Task details: Print all the data, keeping every line exactly as it is.

Information provided:
+ + + +

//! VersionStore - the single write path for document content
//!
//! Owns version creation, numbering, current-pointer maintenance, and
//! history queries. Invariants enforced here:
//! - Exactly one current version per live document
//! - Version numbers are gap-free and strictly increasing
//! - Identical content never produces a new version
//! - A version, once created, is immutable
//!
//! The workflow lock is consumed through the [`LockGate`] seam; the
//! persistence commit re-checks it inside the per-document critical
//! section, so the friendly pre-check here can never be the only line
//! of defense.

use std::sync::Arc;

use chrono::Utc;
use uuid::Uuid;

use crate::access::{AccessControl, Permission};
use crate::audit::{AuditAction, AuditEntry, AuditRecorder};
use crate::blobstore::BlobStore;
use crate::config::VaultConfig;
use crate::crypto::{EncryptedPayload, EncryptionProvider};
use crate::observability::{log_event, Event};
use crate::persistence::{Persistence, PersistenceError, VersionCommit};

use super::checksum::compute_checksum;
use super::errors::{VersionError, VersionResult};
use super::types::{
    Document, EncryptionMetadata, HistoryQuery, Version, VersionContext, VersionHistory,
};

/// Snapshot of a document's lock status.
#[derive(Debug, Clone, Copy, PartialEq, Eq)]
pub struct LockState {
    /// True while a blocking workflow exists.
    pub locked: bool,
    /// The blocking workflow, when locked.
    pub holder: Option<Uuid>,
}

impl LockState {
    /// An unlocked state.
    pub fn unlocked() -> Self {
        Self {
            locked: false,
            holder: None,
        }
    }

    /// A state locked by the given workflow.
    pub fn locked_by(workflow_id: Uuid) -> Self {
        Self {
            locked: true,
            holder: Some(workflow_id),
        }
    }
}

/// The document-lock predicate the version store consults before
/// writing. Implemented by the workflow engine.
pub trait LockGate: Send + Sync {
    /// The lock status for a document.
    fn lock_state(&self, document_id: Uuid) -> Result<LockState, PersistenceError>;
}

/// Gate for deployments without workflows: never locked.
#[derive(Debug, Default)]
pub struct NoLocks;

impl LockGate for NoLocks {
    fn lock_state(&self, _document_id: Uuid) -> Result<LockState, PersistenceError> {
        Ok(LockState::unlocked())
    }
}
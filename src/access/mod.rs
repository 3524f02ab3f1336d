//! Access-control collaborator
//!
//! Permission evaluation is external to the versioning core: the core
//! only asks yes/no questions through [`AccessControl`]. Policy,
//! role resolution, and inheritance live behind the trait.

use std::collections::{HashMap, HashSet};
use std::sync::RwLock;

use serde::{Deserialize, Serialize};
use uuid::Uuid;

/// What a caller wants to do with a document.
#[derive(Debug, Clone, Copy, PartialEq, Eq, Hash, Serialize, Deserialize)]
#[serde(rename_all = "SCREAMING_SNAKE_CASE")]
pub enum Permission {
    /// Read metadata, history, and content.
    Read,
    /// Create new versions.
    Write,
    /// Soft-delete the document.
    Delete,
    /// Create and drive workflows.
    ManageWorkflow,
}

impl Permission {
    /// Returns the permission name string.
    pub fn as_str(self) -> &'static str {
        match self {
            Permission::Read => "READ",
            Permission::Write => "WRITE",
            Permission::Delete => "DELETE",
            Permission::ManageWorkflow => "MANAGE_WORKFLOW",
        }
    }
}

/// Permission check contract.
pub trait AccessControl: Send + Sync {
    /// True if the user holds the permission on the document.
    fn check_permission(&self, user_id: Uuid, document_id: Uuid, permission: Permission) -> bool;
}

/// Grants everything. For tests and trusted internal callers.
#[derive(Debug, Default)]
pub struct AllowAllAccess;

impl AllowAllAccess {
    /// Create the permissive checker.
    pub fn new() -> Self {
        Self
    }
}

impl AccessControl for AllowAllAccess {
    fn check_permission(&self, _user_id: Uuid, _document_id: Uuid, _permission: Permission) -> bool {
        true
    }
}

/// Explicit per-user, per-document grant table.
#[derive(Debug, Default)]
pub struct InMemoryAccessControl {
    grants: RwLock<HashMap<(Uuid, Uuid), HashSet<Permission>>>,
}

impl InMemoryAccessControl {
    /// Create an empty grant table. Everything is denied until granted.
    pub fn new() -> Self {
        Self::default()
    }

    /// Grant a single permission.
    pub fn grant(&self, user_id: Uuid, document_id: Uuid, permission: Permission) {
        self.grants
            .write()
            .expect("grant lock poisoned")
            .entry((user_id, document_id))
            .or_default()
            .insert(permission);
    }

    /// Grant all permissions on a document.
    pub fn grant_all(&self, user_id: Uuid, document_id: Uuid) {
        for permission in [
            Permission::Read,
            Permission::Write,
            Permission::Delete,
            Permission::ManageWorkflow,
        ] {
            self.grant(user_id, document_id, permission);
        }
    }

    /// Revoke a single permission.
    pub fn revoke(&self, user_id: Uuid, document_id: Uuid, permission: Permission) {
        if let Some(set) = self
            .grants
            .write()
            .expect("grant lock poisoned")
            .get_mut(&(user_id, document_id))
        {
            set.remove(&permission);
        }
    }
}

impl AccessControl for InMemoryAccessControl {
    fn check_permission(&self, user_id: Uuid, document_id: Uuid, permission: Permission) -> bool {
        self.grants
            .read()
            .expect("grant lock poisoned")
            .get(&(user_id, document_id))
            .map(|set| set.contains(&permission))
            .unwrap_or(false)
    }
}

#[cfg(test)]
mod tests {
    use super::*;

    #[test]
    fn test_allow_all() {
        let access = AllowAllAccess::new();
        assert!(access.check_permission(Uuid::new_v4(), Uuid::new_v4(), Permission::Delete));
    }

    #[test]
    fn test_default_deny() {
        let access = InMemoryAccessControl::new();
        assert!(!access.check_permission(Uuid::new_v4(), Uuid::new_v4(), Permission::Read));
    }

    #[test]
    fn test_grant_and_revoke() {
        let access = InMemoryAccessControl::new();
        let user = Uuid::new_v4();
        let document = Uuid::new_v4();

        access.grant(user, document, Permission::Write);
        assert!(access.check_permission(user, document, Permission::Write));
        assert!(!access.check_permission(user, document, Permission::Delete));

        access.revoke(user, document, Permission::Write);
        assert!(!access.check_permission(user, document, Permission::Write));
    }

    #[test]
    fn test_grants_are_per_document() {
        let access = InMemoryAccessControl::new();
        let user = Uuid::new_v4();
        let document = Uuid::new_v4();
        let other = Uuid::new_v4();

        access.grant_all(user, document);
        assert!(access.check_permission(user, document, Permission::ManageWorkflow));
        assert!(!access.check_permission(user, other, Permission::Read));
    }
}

+ + + +

Solution to this task:
//! VersionStore - the single write path for document content
//!
//! Owns version creation, numbering, current-pointer maintenance, and
//! history queries. Invariants enforced here:
//! - Exactly one current version per live document
//! - Version numbers are gap-free and strictly increasing
//! - Identical content never produces a new version
//! - A version, once created, is immutable
//!
//! The workflow lock is consumed through the [`LockGate`] seam; the
//! persistence commit re-checks it inside the per-document critical
//! section, so the friendly pre-check here can never be the only line
//! of defense.

use std::sync::Arc;

use chrono::Utc;
use uuid::Uuid;

use crate::access::{AccessControl, Permission};
use crate::audit::{AuditAction, AuditEntry, AuditRecorder};
use crate::blobstore::BlobStore;
use crate::config::VaultConfig;
use crate::crypto::{EncryptedPayload, EncryptionProvider};
use crate::observability::{log_event, Event};
use crate::persistence::{Persistence, PersistenceError, VersionCommit};

use super::checksum::compute_checksum;
use super::errors::{VersionError, VersionResult};
use super::types::{
    Document, EncryptionMetadata, HistoryQuery, Version, VersionContext, VersionHistory,
};

/// Snapshot of a document's lock status.
#[derive(Debug, Clone, Copy, PartialEq, Eq)]
pub struct LockState {
    /// True while a blocking workflow exists.
    pub locked: bool,
    /// The blocking workflow, when locked.
    pub holder: Option<Uuid>,
}

impl LockState {
    /// An unlocked state.
    pub fn unlocked() -> Self {
        Self {
            locked: false,
            holder: None,
        }
    }

    /// A state locked by the given workflow.
    pub fn locked_by(workflow_id: Uuid) -> Self {
        Self {
            locked: true,
            holder: Some(workflow_id),
        }
    }
}

/// The document-lock predicate the version store consults before
/// writing. Implemented by the workflow engine.
pub trait LockGate: Send + Sync {
    /// The lock status for a document.
    fn lock_state(&self, document_id: Uuid) -> Result<LockState, PersistenceError>;
}

/// Gate for deployments without workflows: never locked.
#[derive(Debug, Default)]
pub struct NoLocks;

impl LockGate for NoLocks {
    fn lock_state(&self, _document_id: Uuid) -> Result<LockState, PersistenceError> {
        Ok(LockState::unlocked())
    }
}
filename src/access/mod.rs
repository 3524f02ab3f1336d
//! Access-control collaborator
//!
//! Permission evaluation is external to the versioning core: the core
//! only asks yes/no questions through [`AccessControl`]. Policy,
//! role resolution, and inheritance live behind the trait.

use std::collections::{HashMap, HashSet};
use std::sync::RwLock;

use serde::{Deserialize, Serialize};
use uuid::Uuid;

/// What a caller wants to do with a document.
#[derive(Debug, Clone, Copy, PartialEq, Eq, Hash, Serialize, Deserialize)]
#[serde(rename_all = "SCREAMING_SNAKE_CASE")]
pub enum Permission {
    /// Read metadata, history, and content.
    Read,
    /// Create new versions.
    Write,
    /// Soft-delete the document.
    Delete,
    /// Create and drive workflows.
    ManageWorkflow,
}

impl Permission {
    /// Returns the permission name string.
    pub fn as_str(self) -> &'static str {
        match self {
            Permission::Read => "READ",
            Permission::Write => "WRITE",
            Permission::Delete => "DELETE",
            Permission::ManageWorkflow => "MANAGE_WORKFLOW",
        }
    }
}

/// Permission check contract.
pub trait AccessControl: Send + Sync {
    /// True if the user holds the permission on the document.
    fn check_permission(&self, user_id: Uuid, document_id: Uuid, permission: Permission) -> bool;
}

/// Grants everything. For tests and trusted internal callers.
#[derive(Debug, Default)]
pub struct AllowAllAccess;

impl AllowAllAccess {
    /// Create the permissive checker.
    pub fn new() -> Self {
        Self
    }
}

impl AccessControl for AllowAllAccess {
    fn check_permission(&self, _user_id: Uuid, _document_id: Uuid, _permission: Permission) -> bool {
        true
    }
}

/// Explicit per-user, per-document grant table.
#[derive(Debug, Default)]
pub struct InMemoryAccessControl {
    grants: RwLock<HashMap<(Uuid, Uuid), HashSet<Permission>>>,
}

impl InMemoryAccessControl {
    /// Create an empty grant table. Everything is denied until granted.
    pub fn new() -> Self {
        Self::default()
    }

    /// Grant a single permission.
    pub fn grant(&self, user_id: Uuid, document_id: Uuid, permission: Permission) {
        self.grants
            .write()
            .expect("grant lock poisoned")
            .entry((user_id, document_id))
            .or_default()
            .insert(permission);
    }

    /// Grant all permissions on a document.
    pub fn grant_all(&self, user_id: Uuid, document_id: Uuid) {
        for permission in [
            Permission::Read,
            Permission::Write,
            Permission::Delete,
            Permission::ManageWorkflow,
        ] {
            self.grant(user_id, document_id, permission);
        }
    }

    /// Revoke a single permission.
    pub fn revoke(&self, user_id: Uuid, document_id: Uuid, permission: Permission) {
        if let Some(set) = self
            .grants
            .write()
            .expect("grant lock poisoned")
            .get_mut(&(user_id, document_id))
        {
            set.remove(&permission);
        }
    }
}

impl AccessControl for InMemoryAccessControl {
    fn check_permission(&self, user_id: Uuid, document_id: Uuid, permission: Permission) -> bool {
        self.grants
            .read()
            .expect("grant lock poisoned")
            .get(&(user_id, document_id))
            .map(|set| set.contains(&permission))
            .unwrap_or(false)
    }
}

#[cfg(test)]
mod tests {
    use super::*;

    #[test]
    fn test_allow_all() {
        let access = AllowAllAccess::new();
        assert!(access.check_permission(Uuid::new_v4(), Uuid::new_v4(), Permission::Delete));
    }

    #[test]
    fn test_default_deny() {
        let access = InMemoryAccessControl::new();
        assert!(!access.check_permission(Uuid::new_v4(), Uuid::new_v4(), Permission::Read));
    }

    #[test]
    fn test_grant_and_revoke() {
        let access = InMemoryAccessControl::new();
        let user = Uuid::new_v4();
        let document = Uuid::new_v4();

        access.grant(user, document, Permission::Write);
        assert!(access.check_permission(user, document, Permission::Write));
        assert!(!access.check_permission(user, document, Permission::Delete));

        access.revoke(user, document, Permission::Write);
        assert!(!access.check_permission(user, document, Permission::Write));
    }

    #[test]
    fn test_grants_are_per_document() {
        let access = InMemoryAccessControl::new();
        let user = Uuid::new_v4();
        let document = Uuid::new_v4();
        let other = Uuid::new_v4();

        access.grant_all(user, document);
        assert!(access.check_permission(user, document, Permission::ManageWorkflow));
        assert!(!access.check_permission(user, other, Permission::Read));
    }
}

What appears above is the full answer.